A Bipartisan Priority

Two separate articles last month in the Washington Post cited infrastructure as a lead priority for Democratic presidential nominee Hillary Rodham Clinton and Republican nominee Donald Trump.

Clinton has been talking about “a bipartisan effort to rebuild the nation’s roads, bridges, airports, rail system, and ports,” the Post noted, in a story that placed infrastructure on a par with immigration reform as an early focus for a Clinton presidency. The paper said the former U.S. Secretary of State would include “a multibillion-dollar package of infrastructure investments combined with various jobs incentives” in the to-do list for her first hundred days in office.

“She has put out fairly detailed proposals, so in that sense, she has been very direct with the voters about what she could accomplish,” said campaign press secretary Brian Fallon. “If she wins, she will be able to point to the fact that she campaigned on a very specific set of policies in order to seek to hit the ground running and enacting as much of that platform as possible.”

Trump, acknowledged in mid-August that infrastructure investment makes more sense than trying to save federal money. “You'd normally like to reduce your debt," he said, but with interest rates at record lows, "this is a time to borrow.” Trump says he would spend twice as much as Clinton on infrastructure renewal.

Post reporter Matt O’Brien adds that “the yield on the 10-year Treasury bond is barely above its all-time low at just 1.5%, or 0.1% after inflation. Why wait until that's 3 or 4 or 5% to do what we could be doing now? Spending money today really might be the best way to save money tomorrow.”

Infrastructure: ‘The Most Important Thing’

Any elected official who does the right thing on infrastructure will have the endorsement of a past president of Harvard University and former U.S. treasury secretary, Larry Summers, and an all-out American icon, Nobel-winning economist Paul Krugman.

“For the foreseeable future, there is no danger that the United States will overinvest in infrastructure,” Summers wrote September 11, in a Washington Post opinion piece. “An increase in infrastructure investment of 1% of gross domestic product over a decade would total $2.2 trillion and permit substantial steps both to catch up on deferred maintenance and embark on new projects.
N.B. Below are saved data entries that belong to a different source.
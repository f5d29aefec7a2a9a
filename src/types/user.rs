use std::fmt;

use clap::ValueEnum;
use serde::{Deserialize, Deserializer, Serialize};
use serde_json::Value;

/// Account role.
#[derive(Debug, Clone, Copy, Default, PartialEq, Eq, ValueEnum, Serialize, Deserialize)]
#[serde(rename_all = "lowercase")]
pub enum Role {
    Admin,
    #[default]
    User,
}

impl Role {
    /// Parse a role label, falling back to `User` for anything unrecognized.
    pub fn from_label(label: &str) -> Self {
        if label.eq_ignore_ascii_case("admin") {
            Role::Admin
        } else {
            Role::User
        }
    }

    pub fn label(self) -> &'static str {
        match self {
            Role::Admin => "admin",
            Role::User => "user",
        }
    }
}

impl fmt::Display for Role {
    fn fmt(&self, f: &mut fmt::Formatter<'_>) -> fmt::Result {
        write!(f, "{}", self.label())
    }
}

/// Account status.
#[derive(Debug, Clone, Copy, Default, PartialEq, Eq, ValueEnum, Serialize, Deserialize)]
#[serde(rename_all = "lowercase")]
pub enum Status {
    #[default]
    Active,
    Inactive,
}

impl Status {
    /// Parse a status label, falling back to `Active` for anything unrecognized.
    pub fn from_label(label: &str) -> Self {
        if label.eq_ignore_ascii_case("inactive") {
            Status::Inactive
        } else {
            Status::Active
        }
    }

    pub fn label(self) -> &'static str {
        match self {
            Status::Active => "active",
            Status::Inactive => "inactive",
        }
    }
}

impl fmt::Display for Status {
    fn fmt(&self, f: &mut fmt::Formatter<'_>) -> fmt::Result {
        write!(f, "{}", self.label())
    }
}

/// A user record as listed by the backend.
///
/// Every field tolerates `null`, a missing key, or an unexpected scalar, so
/// one malformed record is left for verification to drop instead of failing
/// the whole page.
#[derive(Deserialize, Serialize, Debug, Clone, Default, PartialEq, Eq)]
#[serde(default)]
pub struct User {
    #[serde(deserialize_with = "lenient_string")]
    pub id: String,
    #[serde(deserialize_with = "lenient_string")]
    pub email: String,
    #[serde(deserialize_with = "lenient_role")]
    pub role: Role,
    #[serde(deserialize_with = "lenient_status")]
    pub status: Status,
    #[serde(deserialize_with = "lenient_string")]
    pub created_at: String,
    #[serde(deserialize_with = "lenient_string")]
    pub email_hash: String,
    #[serde(deserialize_with = "lenient_string")]
    pub signature: String,
}

/// Strings as-is, numbers and booleans as text, anything else empty.
fn lenient_string<'de, D: Deserializer<'de>>(deserializer: D) -> Result<String, D::Error> {
    Ok(match Value::deserialize(deserializer)? {
        Value::String(s) => s,
        Value::Number(n) => n.to_string(),
        Value::Bool(b) => b.to_string(),
        _ => String::new(),
    })
}

fn lenient_role<'de, D: Deserializer<'de>>(deserializer: D) -> Result<Role, D::Error> {
    lenient_string(deserializer).map(|label| Role::from_label(&label))
}

fn lenient_status<'de, D: Deserializer<'de>>(deserializer: D) -> Result<Status, D::Error> {
    lenient_string(deserializer).map(|label| Status::from_label(&label))
}

impl User {
    /// Both cryptographic fields are present, so the record can be verified.
    pub fn has_crypto_fields(&self) -> bool {
        !self.email_hash.is_empty() && !self.signature.is_empty()
    }
}

/// Body of a create request.
#[derive(Serialize, Debug, Clone, PartialEq, Eq)]
pub struct NewUser {
    pub email: String,
    pub role: Role,
    pub status: Status,
}

/// Body of a partial update; absent fields are left untouched.
#[derive(Serialize, Debug, Clone, Default, PartialEq, Eq)]
pub struct UserUpdate {
    #[serde(skip_serializing_if = "Option::is_none")]
    pub email: Option<String>,
    #[serde(skip_serializing_if = "Option::is_none")]
    pub role: Option<Role>,
    #[serde(skip_serializing_if = "Option::is_none")]
    pub status: Option<Status>,
}

impl UserUpdate {
    pub fn is_empty(&self) -> bool {
        self.email.is_none() && self.role.is_none() && self.status.is_none()
    }
}

#[cfg(test)]
mod tests {
    use super::*;

    #[test]
    fn test_partial_user_uses_defaults() {
        let user: User = serde_json::from_str(r#"{"id": "1"}"#).unwrap();
        assert_eq!(user.id, "1");
        assert_eq!(user.role, Role::User);
        assert_eq!(user.status, Status::Active);
        assert!(!user.has_crypto_fields());
    }

    #[test]
    fn test_null_and_odd_fields_do_not_fail() {
        let user: User = serde_json::from_value(serde_json::json!({
            "id": 42,
            "email": null,
            "role": "superuser",
            "status": null,
            "created_at": null,
            "email_hash": null,
            "signature": null
        }))
        .unwrap();
        assert_eq!(user.id, "42");
        assert_eq!(user.email, "");
        assert_eq!(user.role, Role::User);
        assert_eq!(user.status, Status::Active);
        assert!(!user.has_crypto_fields());
    }

    #[test]
    fn test_update_skips_absent_fields() {
        let update = UserUpdate {
            status: Some(Status::Inactive),
            ..UserUpdate::default()
        };
        assert_eq!(
            serde_json::to_value(&update).unwrap(),
            serde_json::json!({"status": "inactive"})
        );
    }

    #[test]
    fn test_labels_fall_back() {
        assert_eq!(Role::from_label("ADMIN"), Role::Admin);
        assert_eq!(Role::from_label("superuser"), Role::User);
        assert_eq!(Status::from_label("inactive"), Status::Inactive);
        assert_eq!(Status::from_label(""), Status::Active);
    }
}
It would also still leave the United States well behind parts of Europe and Asia in terms of infrastructure.”

It was Summers who cited the staggering cost to American drivers of today’s infrastructure investment crisis: the equivalent of a 75¢-per-gallon increase in the gas taxes that so many U.S. jurisdictions have been so very hesitant to update.

The combination of a deep infrastructure deficit and very low interest rates “suggests not just that we should be borrowing to invest, but that this investment might well pay for itself even in purely fiscal terms,” Krugman said, “noting that the resulting economic growth would deliver future tax revenue that might well exceed the initial investment.”

“And this analysis doesn’t even take into account the potential role of public investment in job creation,” Krugman notes. “So why aren’t we borrowing and investing?”

Tolling Fits the Picture

“Whenever any elected leader of any political stripe talks about highway investment and renewal, tolling fits the picture,” says IBTTA Executive Director and CEO Pat Jones.

It’s a way to mobilize private investment to supplement public funds that will still fall short of what’s needed to clear an infrastructure deficit that has been accumulating for decades.

It’s one efficient funding tool.

It reduces congestion on general purpose lanes, by drawing away traffic that would otherwise contribute to highway gridlock and general wear and tear.

And it makes rapid transit a more attractive option by providing a faster lane for buses.

So even if we hear little else about infrastructure over the next two months, the die is already cast for the first 100 days of the next presidency: Our job as transportation infrastructure specialists will be to remind both parties of their leaders’ words and turn campaign promises into tangible results for people who depend on safe, reliable roads.